EXCERPTED RECORDS ->
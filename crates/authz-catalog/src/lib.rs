//! OpenAuthz Catalog - Process-wide reference data
//!
//! Holds the records every organization resolves against: the feature
//! catalog, the subscription plan catalog, and the per-plan feature grants.
//! Catalog data is read-heavy and administratively written; uniqueness of
//! feature codes, plan slugs, and (plan, feature) pairs is enforced by the
//! store, not by callers.

#![warn(missing_docs)]

pub mod model;
pub mod store;

pub use model::{
    BillingPeriod, Feature, FeatureKind, PlanFeature, PlanLimits, PlanType, SubscriptionPlan,
};
pub use store::{CatalogStore, InMemoryCatalogStore};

EXERCISE OBJECTIVE ->
The answer should be an exact reproduction of all the entries.

OUTPUT BELOW ->
filename crates/authz-catalog/src/lib.rs
//! OpenAuthz Catalog - Process-wide reference data
//!
//! Holds the records every organization resolves against: the feature
//! catalog, the subscription plan catalog, and the per-plan feature grants.
//! Catalog data is read-heavy and administratively written; uniqueness of
//! feature codes, plan slugs, and (plan, feature) pairs is enforced by the
//! store, not by callers.

#![warn(missing_docs)]

pub mod model;
pub mod store;

pub use model::{
    BillingPeriod, Feature, FeatureKind, PlanFeature, PlanLimits, PlanType, SubscriptionPlan,
};
pub use store::{CatalogStore, InMemoryCatalogStore};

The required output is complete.